The Duck of Minerva

The Duck Quacks at Twilight

Why isn’t China doing more?

July 11, 2006

In the comments section to Peter’s latest post about the after-effects of North Korea’s missile test I noted that I was puzzled as to why China has not done more to compel Kim Jong-Il. Given the steps suggested in Japan recently to shift their defensive posture to one that would operationally and legally allow them to carry out preventive strikes against the North (not to mention grumblings about a Japanese nuclear program) it would seem that China’s own interests in not seeing such a shift in Japan would motivate it to act.

Nayan Chanda offers a thought, one that slipped my mind when writing my comment, as to why they haven’t:

“To be sure, China can halt the trains that regularly carry food and fuel to the intransigent socialist brother.

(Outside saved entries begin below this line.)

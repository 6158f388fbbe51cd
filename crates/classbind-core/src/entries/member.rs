//! Member entity.

use crate::{ClassId, ConstValue, DataType, MemberFlags, MemberId, Param, Signature, Span, Visibility};

use super::AttachedAttribute;

/// The four member categories.
#[derive(Debug, Clone, Copy, PartialEq, Eq, Hash)]
pub enum MemberKind {
    Field,
    Method,
    Property,
    Event,
}

impl MemberKind {
    pub fn as_str(self) -> &'static str {
        match self {
            MemberKind::Field => "field",
            MemberKind::Method => "method",
            MemberKind::Property => "property",
            MemberKind::Event => "event",
        }
    }
}

/// Kind-specific payload of a member.
#[derive(Debug, Clone, PartialEq)]
pub enum MemberData {
    Field {
        ty: DataType,
        /// Value of a literal field (enum members).
        constant: Option<ConstValue>,
    },
    Method {
        signature: Signature,
        /// Interface method this explicitly implements.
        implements: Option<MemberId>,
    },
    Property {
        ty: DataType,
        /// Indexer parameters; empty for an ordinary property.
        params: Vec<Param>,
        getter: Option<MemberId>,
        setter: Option<MemberId>,
    },
    Event {
        ty: DataType,
        add: Option<MemberId>,
        remove: Option<MemberId>,
    },
}

/// A field, method, property or event.
#[derive(Debug, Clone, PartialEq)]
pub struct MemberEntry {
    /// Arena index, assigned by the class graph.
    pub id: MemberId,
    /// Member name. Explicit interface implementations use `Interface.Name`.
    pub name: String,
    pub owner: ClassId,
    pub visibility: Visibility,
    pub flags: MemberFlags,
    pub data: MemberData,
    /// Attributes applied to the member or its parameters.
    pub attributes: Vec<AttachedAttribute>,
    pub span: Span,
}

impl MemberEntry {
    fn new(name: impl Into<String>, owner: ClassId, data: MemberData) -> Self {
        Self {
            id: MemberId(0),
            name: name.into(),
            owner,
            visibility: Visibility::Private,
            flags: MemberFlags::empty(),
            data,
            attributes: Vec::new(),
            span: Span::default(),
        }
    }

    /// Create a field.
    pub fn field(name: impl Into<String>, owner: ClassId, ty: DataType) -> Self {
        Self::new(name, owner, MemberData::Field { ty, constant: None })
    }

    /// Create a method.
    pub fn method(name: impl Into<String>, owner: ClassId, signature: Signature) -> Self {
        Self::new(
            name,
            owner,
            MemberData::Method {
                signature,
                implements: None,
            },
        )
    }

    /// Create a property; accessors are linked afterwards.
    pub fn property(name: impl Into<String>, owner: ClassId, ty: DataType, params: Vec<Param>) -> Self {
        Self::new(
            name,
            owner,
            MemberData::Property {
                ty,
                params,
                getter: None,
                setter: None,
            },
        )
    }

    /// Create an event; accessors are linked afterwards.
    pub fn event(name: impl Into<String>, owner: ClassId, ty: DataType) -> Self {
        Self::new(
            name,
            owner,
            MemberData::Event {
                ty,
                add: None,
                remove: None,
            },
        )
    }

    // === Builder Methods ===

    pub fn with_visibility(mut self, visibility: Visibility) -> Self {
        self.visibility = visibility;
        self
    }

    pub fn with_flags(mut self, flags: MemberFlags) -> Self {
        self.flags |= flags;
        self
    }

    pub fn with_span(mut self, span: Span) -> Self {
        self.span = span;
        self
    }

    /// Make a field a literal constant.
    pub fn with_constant(mut self, value: ConstValue) -> Self {
        if let MemberData::Field { constant, .. } = &mut self.data {
            *constant = Some(value);
        }
        self.flags |= MemberFlags::LITERAL | MemberFlags::STATIC;
        self
    }

    // === Query Methods ===

    pub fn kind(&self) -> MemberKind {
        match self.data {
            MemberData::Field { .. } => MemberKind::Field,
            MemberData::Method { .. } => MemberKind::Method,
            MemberData::Property { .. } => MemberKind::Property,
            MemberData::Event { .. } => MemberKind::Event,
        }
    }

    pub fn is_method(&self) -> bool {
        self.kind() == MemberKind::Method
    }

    pub fn is_static(&self) -> bool {
        self.flags.contains(MemberFlags::STATIC)
    }

    pub fn is_virtual(&self) -> bool {
        self.flags.contains(MemberFlags::VIRTUAL)
    }

    pub fn is_new_slot(&self) -> bool {
        self.flags.contains(MemberFlags::NEW_SLOT)
    }

    pub fn is_synthetic(&self) -> bool {
        self.flags.contains(MemberFlags::SYNTHETIC)
    }

    pub fn is_constructor(&self) -> bool {
        self.is_method() && self.name == ".ctor"
    }

    pub fn is_static_constructor(&self) -> bool {
        self.is_method() && self.name == ".cctor"
    }

    /// Special-name method whose name starts with `op_`.
    pub fn is_operator(&self) -> bool {
        self.is_method() && self.flags.contains(MemberFlags::SPECIAL_NAME) && self.name.starts_with("op_")
    }

    /// Property that takes parameters.
    pub fn is_indexer(&self) -> bool {
        matches!(&self.data, MemberData::Property { params, .. } if !params.is_empty())
    }

    /// Parameters that take part in signature identity.
    ///
    /// Fields and events have none.
    pub fn params(&self) -> &[Param] {
        match &self.data {
            MemberData::Method { signature, .. } => &signature.params,
            MemberData::Property { params, .. } => params,
            MemberData::Field { .. } | MemberData::Event { .. } => &[],
        }
    }

    /// Declared type: field/property/event type or method return type.
    pub fn data_type(&self) -> &DataType {
        match &self.data {
            MemberData::Field { ty, .. } => ty,
            MemberData::Method { signature, .. } => &signature.return_type,
            MemberData::Property { ty, .. } => ty,
            MemberData::Event { ty, .. } => ty,
        }
    }

    pub fn signature(&self) -> Option<&Signature> {
        match &self.data {
            MemberData::Method { signature, .. } => Some(signature),
            _ => None,
        }
    }

    /// Whether parameter types match another member's exactly.
    pub fn params_identical(&self, other: &MemberEntry) -> bool {
        let (a, b) = (self.params(), other.params());
        a.len() == b.len() && a.iter().zip(b).all(|(x, y)| x.ty == y.ty)
    }

    /// Getter then setter, or add then remove.
    pub fn accessors(&self) -> [Option<MemberId>; 2] {
        match &self.data {
            MemberData::Property { getter, setter, .. } => [*getter, *setter],
            MemberData::Event { add, remove, .. } => [*add, *remove],
            _ => [None, None],
        }
    }
}

#[cfg(test)]
mod tests {
    use super::*;
    use crate::PrimitiveType;

    fn int() -> DataType {
        DataType::Primitive(PrimitiveType::Int32)
    }

    #[test]
    fn kinds() {
        let owner = ClassId(0);
        assert_eq!(MemberEntry::field("f", owner, int()).kind(), MemberKind::Field);
        assert_eq!(MemberEntry::method("m", owner, Signature::void()).kind(), MemberKind::Method);
        assert_eq!(MemberEntry::property("p", owner, int(), vec![]).kind(), MemberKind::Property);
        assert_eq!(MemberEntry::event("e", owner, int()).kind(), MemberKind::Event);
    }

    #[test]
    fn constructor_names() {
        let ctor = MemberEntry::method(".ctor", ClassId(0), Signature::void());
        assert!(ctor.is_constructor());
        assert!(!ctor.is_static_constructor());
        let cctor = MemberEntry::method(".cctor", ClassId(0), Signature::void());
        assert!(cctor.is_static_constructor());
    }

    #[test]
    fn operators_need_special_name() {
        let plain = MemberEntry::method("op_Addition", ClassId(0), Signature::void());
        assert!(!plain.is_operator());
        let op = plain.with_flags(MemberFlags::SPECIAL_NAME | MemberFlags::STATIC);
        assert!(op.is_operator());
    }

    #[test]
    fn indexers_have_params() {
        let owner = ClassId(0);
        assert!(!MemberEntry::property("Count", owner, int(), vec![]).is_indexer());
        assert!(MemberEntry::property("Item", owner, int(), vec![Param::new("i", int())]).is_indexer());
    }

    #[test]
    fn literal_fields_are_static() {
        let f = MemberEntry::field("Red", ClassId(0), int()).with_constant(ConstValue::Int32(0));
        assert!(f.is_static());
        assert!(f.flags.contains(MemberFlags::LITERAL));
    }

    #[test]
    fn params_identity_ignores_kind() {
        let owner = ClassId(0);
        let m = MemberEntry::method("M", owner, Signature::new(int(), vec![Param::new("a", int())]));
        let p = MemberEntry::property("M", owner, int(), vec![Param::new("b", int())]);
        assert!(m.params_identical(&p));
        let f = MemberEntry::field("M", owner, int());
        assert!(!m.params_identical(&f));
    }
}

But such an action could have unpredictable and undesirable consequences for China. If Chinese pressure resulted in a peaceful collapse of the regime, it would release a human wave of starving refugees across the border and into the Sea of Japan. An international humanitarian intervention in a chaotic North Korea or a rushed reunification with the South might ensue, which could bring American or other foreign forces right up to the Chinese border — a dreaded prospect for Beijing.”

The potential collapse of the DPRK, the massive inflow of refugees, the possibility of a unified Korea, and the potential for direct intervention by the US and possibly Japanese forces right off their border would certainly act as a disincentive to apply the kind of pressure China is capable of. It would appear that China holds sway over the North, but its the equivalent of the ‘nuclear option’, one that could seriously affect China’s strategic situation if employed. Assuming for the moment that this is true I am not sure how the US goes about convincing the Chinese to alter their stance. Is there some kind of a contingency plan that could be cobbled together in which the US and Japan are not part of a post-DPRK stabilization force? Would either agree to such a thing? How could the US and Japan credibly committ to such a reservation? How about one that credibly prevents the type of refugee crisis that Chinese leadership dreads?

Any thoughts?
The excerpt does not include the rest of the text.